Schon am 8. Juni Sondersitzung im Römer

Neues Bündnis baut schnell um

Frankfurt - Frankfurts neue schwarz-rot-grüne Koalition will so schnell wie möglich den Magistrat umbauen. Der Antrag für eine Sondersitzung des Parlaments am 8. Juni zur Abwahl von zwei Grünen-Dezernenten wurde gestern gestellt, wie das Büro des Stadtverordnetenvorstehers mitteilte.

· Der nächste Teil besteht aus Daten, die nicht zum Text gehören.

//! Background decode worker.

use std::sync::atomic::{AtomicBool, AtomicUsize, Ordering};
use std::sync::mpsc::{self, Receiver, RecvTimeoutError, Sender};
use std::sync::Arc;
use std::time::Duration;

use rayon::{ThreadPool, ThreadPoolBuilder};

use super::FrameDecoder;
use crate::catalog::FrameAddress;
use crate::error::{Result, ViewerError};
use crate::DecodedFrame;

/// Shared cancellation flag of one decode request.
#[derive(Debug, Clone, Default)]
pub struct CancelToken(Arc<AtomicBool>);

impl CancelToken {
    /// Create an uncanceled token.
    pub fn new() -> Self {
        Self::default()
    }

    /// Request cancellation.
    pub fn cancel(&self) {
        self.0.store(true, Ordering::SeqCst);
    }

    /// Whether cancellation was requested.
    pub fn is_canceled(&self) -> bool {
        self.0.load(Ordering::SeqCst)
    }
}

/// One decode job for one viewport.
#[derive(Debug, Clone)]
pub struct DecodeRequest {
    /// Monotonic request token, compared on completion.
    pub token: u64,
    /// Grid cell that asked for the frame.
    pub viewport: usize,
    /// Series of the target.
    pub series_id: String,
    /// Slice of the target.
    pub slice_index: usize,
    /// Frame to decode.
    pub address: FrameAddress,
    /// Cancellation flag shared with the requesting viewport.
    pub cancel: CancelToken,
}

/// Completion of a [`DecodeRequest`].
#[derive(Debug)]
pub struct DecodeOutcome {
    /// Token of the originating request.
    pub token: u64,
    /// Grid cell that asked for the frame.
    pub viewport: usize,
    /// Series of the target.
    pub series_id: String,
    /// Slice of the target.
    pub slice_index: usize,
    /// Decoded frame or the failure.
    pub result: Result<DecodedFrame>,
}

/// Executes decode requests on a thread pool and reports completions over a channel.
///
/// Completions are drained by the UI thread with [`try_next`](Self::try_next)
/// or [`next_timeout`](Self::next_timeout).
pub struct DecodeWorker {
    decoder: Arc<FrameDecoder>,
    pool: ThreadPool,
    sender: Sender<DecodeOutcome>,
    receiver: Receiver<DecodeOutcome>,
    in_flight: Arc<AtomicUsize>,
}

impl DecodeWorker {
    /// Create a worker with `threads` decode threads.
    pub fn new(decoder: Arc<FrameDecoder>, threads: usize) -> Result<Self> {
        let pool = ThreadPoolBuilder::new()
            .num_threads(threads.max(1))
            .thread_name(|i| format!("decode-{}", i))
            .build()
            .map_err(|e| ViewerError::Internal(format!("Failed to create decode pool: {}", e)))?;
        let (sender, receiver) = mpsc::channel();

        log::info!("Decode worker started with {} threads", threads.max(1));

        Ok(Self {
            decoder,
            pool,
            sender,
            receiver,
            in_flight: Arc::new(AtomicUsize::new(0)),
        })
    }

    /// Queue a request. Its outcome arrives on the completion channel.
    pub fn submit(&self, request: DecodeRequest) {
        let decoder = Arc::clone(&self.decoder);
        let sender = self.sender.clone();
        let in_flight = Arc::clone(&self.in_flight);
        in_flight.fetch_add(1, Ordering::SeqCst);

        log::debug!(
            "Submitting decode #{} for viewport {} ({} slice {})",
            request.token,
            request.viewport,
            request.series_id,
            request.slice_index
        );

        self.pool.spawn(move || {
            let result = run_request(&decoder, &request);
            let outcome = DecodeOutcome {
                token: request.token,
                viewport: request.viewport,
                series_id: request.series_id,
                slice_index: request.slice_index,
                result,
            };
            // receiver may have been dropped
            let _ = sender.send(outcome);
            in_flight.fetch_sub(1, Ordering::SeqCst);
        });
    }

    /// Next completion, if one is ready.
    pub fn try_next(&self) -> Option<DecodeOutcome> {
        self.receiver.try_recv().ok()
    }

    /// Wait up to `timeout` for the next completion.
    pub fn next_timeout(&self, timeout: Duration) -> Option<DecodeOutcome> {
        match self.receiver.recv_timeout(timeout) {
            Ok(outcome) => Some(outcome),
            Err(RecvTimeoutError::Timeout) | Err(RecvTimeoutError::Disconnected) => None,
        }
    }

    /// Requests submitted but not yet reported.
    pub fn in_flight(&self) -> usize {
        self.in_flight.load(Ordering::SeqCst)
    }

    /// The synchronous decoder behind the worker.
    pub fn decoder(&self) -> &Arc<FrameDecoder> {
        &self.decoder
    }
}

/// Decode one request, checking for cancellation between stages.
fn run_request(decoder: &FrameDecoder, request: &DecodeRequest) -> Result<DecodedFrame> {
    let check = || {
        if request.cancel.is_canceled() {
            Err(ViewerError::Canceled)
        } else {
            Ok(())
        }
    };

    check()?;
    let frame = match decoder.cached(&request.address) {
        Some(frame) => frame,
        None => {
            let bytes = decoder.fetch(&request.address)?;
            check()?;
            decoder.decode_bytes(&request.address, &bytes)?
        }
    };
    check()?;
    Ok(frame.as_ref().clone())
}

#[cfg(test)]
mod tests {
    use super::*;
    use crate::decoder::test_support::gray_png;
    use crate::decoder::{FrameFetcher, MemoryFetcher};
    use std::collections::HashMap;
    use std::sync::Mutex;

    /// Fetcher that blocks selected addresses until released.
    struct GatedFetcher {
        inner: MemoryFetcher,
        gates: Mutex<HashMap<String, Receiver<()>>>,
    }

    impl FrameFetcher for GatedFetcher {
        fn fetch(&self, address: &FrameAddress) -> Result<Vec<u8>> {
            let gate = self.gates.lock().unwrap().remove(address.as_str());
            if let Some(gate) = gate {
                let _ = gate.recv_timeout(Duration::from_secs(5));
            }
            self.inner.fetch(address)
        }
    }

    fn request(token: u64, address: &str, cancel: CancelToken) -> DecodeRequest {
        DecodeRequest {
            token,
            viewport: 0,
            series_id: "s".into(),
            slice_index: token as usize,
            address: address.into(),
            cancel,
        }
    }

    #[test]
    fn test_worker_decodes_off_thread() {
        let fetcher = MemoryFetcher::new().with_frame("a", gray_png(2, 2, 9));
        let decoder = Arc::new(FrameDecoder::new(Arc::new(fetcher), 4));
        let worker = DecodeWorker::new(decoder, 2).unwrap();

        worker.submit(request(1, "a", CancelToken::new()));
        let outcome = worker.next_timeout(Duration::from_secs(5)).unwrap();

        assert_eq!(outcome.token, 1);
        assert_eq!(outcome.result.unwrap().samples.get(0), Some(9.0));
    }

    #[test]
    fn test_canceled_before_start() {
        let fetcher = MemoryFetcher::new().with_frame("a", gray_png(2, 2, 0));
        let worker = DecodeWorker::new(Arc::new(FrameDecoder::new(Arc::new(fetcher), 4)), 1).unwrap();

        let cancel = CancelToken::new();
        cancel.cancel();
        worker.submit(request(1, "a", cancel));

        let outcome = worker.next_timeout(Duration::from_secs(5)).unwrap();
        assert!(matches!(outcome.result, Err(ViewerError::Canceled)));
    }

    #[test]
    fn test_cancel_during_fetch() {
        let (release, gate) = mpsc::channel();
        let fetcher = GatedFetcher {
            inner: MemoryFetcher::new().with_frame("slow", gray_png(2, 2, 0)),
            gates: Mutex::new(HashMap::from([("slow".to_string(), gate)])),
        };
        let decoder = Arc::new(FrameDecoder::new(Arc::new(fetcher), 4));
        let worker = DecodeWorker::new(Arc::clone(&decoder), 1).unwrap();

        let cancel = CancelToken::new();
        worker.submit(request(1, "slow", cancel.clone()));
        cancel.cancel();
        release.send(()).unwrap();

        let outcome = worker.next_timeout(Duration::from_secs(5)).unwrap();
        assert!(outcome.result.unwrap_err().is_canceled());
        // canceled after fetch, so nothing was decoded or cached
        assert!(decoder.cache().is_empty());
    }

    #[test]
    fn test_out_of_order_completion() {
        let (release, gate) = mpsc::channel();
        let fetcher = GatedFetcher {
            inner: MemoryFetcher::new()
                .with_frame("slice5", gray_png(2, 2, 5))
                .with_frame("slice6", gray_png(2, 2, 6)),
            gates: Mutex::new(HashMap::from([("slice5".to_string(), gate)])),
        };
        let worker = DecodeWorker::new(Arc::new(FrameDecoder::new(Arc::new(fetcher), 4)), 2).unwrap();

        worker.submit(request(5, "slice5", CancelToken::new()));
        worker.submit(request(6, "slice6", CancelToken::new()));

        let first = worker.next_timeout(Duration::from_secs(5)).unwrap();
        assert_eq!(first.token, 6);
        release.send(()).unwrap();
        let second = worker.next_timeout(Duration::from_secs(5)).unwrap();
        assert_eq!(second.token, 5);
    }
}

Am Montagabend hatten die Gremien von CDU und SPD den Vertrag der „Kenia“-Koalition praktisch einstimmig abgesegnet. Die Grünen, die bei der Kommunalwahl am 6.  März mehr als zehn Prozentpunkte verloren, stimmten am Sonntagabend ebenfalls dem Bündnis zu. Union und SPD, die bei der Wahl fast gleichauf bei rund 24 Prozent lagen, werden im neuen Magistrat je vier Dezernenten stellen, die Grünen statt fünf nur noch zwei Hauptamtliche. Kommende Woche sollen deshalb auf der Sondersitzung der Bürgermeister und Planungsdezernent Olaf Cunitz sowie die Schuldezernentin Sarah Sorge abgewählt werden. Als Bürgermeister – und damit Stellvertreter von OB Peter Feldmann (SPD) – ist künftig CDU-Stadtkämmerer Uwe Becker vorgesehen.

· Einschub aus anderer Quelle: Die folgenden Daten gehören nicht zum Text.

//! Callback-based event delivery.

use std::sync::Arc;

use crate::session::SessionChange;

use super::handler::{EventHandler, ViewportEvent};

/// Event handler backed by closures.
///
/// # Example
///
/// ```rust,ignore
/// let events = CallbackEvents::new(|event| println!("{}", event))
///     .with_session(|change| println!("{:?}", change));
/// ```
pub struct CallbackEvents<F>
where
    F: Fn(ViewportEvent) + Send + Sync,
{
    callback: F,
    session_callback: Option<Arc<dyn Fn(&SessionChange) + Send + Sync>>,
}

impl<F> CallbackEvents<F>
where
    F: Fn(ViewportEvent) + Send + Sync,
{
    /// Create a handler calling `callback` for viewport transitions.
    pub fn new(callback: F) -> Self {
        Self {
            callback,
            session_callback: None,
        }
    }

    /// Also call `callback` for session changes.
    pub fn with_session<S>(mut self, callback: S) -> Self
    where
        S: Fn(&SessionChange) + Send + Sync + 'static,
    {
        self.session_callback = Some(Arc::new(callback));
        self
    }
}

impl<F> EventHandler for CallbackEvents<F>
where
    F: Fn(ViewportEvent) + Send + Sync,
{
    fn on_viewport(&self, event: &ViewportEvent) {
        (self.callback)(event.clone());
    }

    fn on_session(&self, change: &SessionChange) {
        if let Some(ref callback) = self.session_callback {
            callback(change);
        }
    }
}

#[cfg(test)]
mod tests {
    use super::*;
    use crate::viewport::ViewportStatus;
    use std::sync::atomic::{AtomicUsize, Ordering};

    #[test]
    fn test_callbacks_receive_events() {
        let viewport_count = Arc::new(AtomicUsize::new(0));
        let session_count = Arc::new(AtomicUsize::new(0));
        let (v, s) = (viewport_count.clone(), session_count.clone());

        let events = CallbackEvents::new(move |_| {
            v.fetch_add(1, Ordering::SeqCst);
        })
        .with_session(move |_| {
            s.fetch_add(1, Ordering::SeqCst);
        });

        events.on_viewport(&ViewportEvent::new(0, 1, ViewportStatus::Loading));
        events.on_viewport(&ViewportEvent::new(0, 1, ViewportStatus::Displaying));
        events.on_session(&SessionChange::Measurements);

        assert_eq!(viewport_count.load(Ordering::SeqCst), 2);
        assert_eq!(session_count.load(Ordering::SeqCst), 1);
    }

    #[test]
    fn test_session_callback_optional() {
        let events = CallbackEvents::new(|_| {});
        events.on_session(&SessionChange::Reset);
    }

    #[test]
    fn test_session_callback_through_handler_object() {
        let seen = Arc::new(std::sync::Mutex::new(Vec::new()));
        let sink = seen.clone();
        let events: Arc<dyn EventHandler> = Arc::new(CallbackEvents::new(|_| {}).with_session(move |change| {
            sink.lock().unwrap().push(change.clone());
        }));

        events.on_session(&SessionChange::StudyClosed);
        events.on_session(&SessionChange::Measurements);

        assert_eq!(
            *seen.lock().unwrap(),
            vec![SessionChange::StudyClosed, SessionChange::Measurements]
        );
    }
}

Neue Kulturdezernentin wird die Literaturkritikerin Ina Hartwig (SPD). Der langjährige CDU-Amtsinhaber Felix Semmelroth (66) hat seinen Rücktritt zum 1. Juli erklärt. Die scheidenden Grünen-Dezernenten Cunitz und Sorge sind von der eigenen Partei für die verbliebenen Dezernentenposten Umwelt und Gesundheit nicht mehr nominiert worden. Diese sollen an Rosemarie Heilig und Stefan Majer gehen.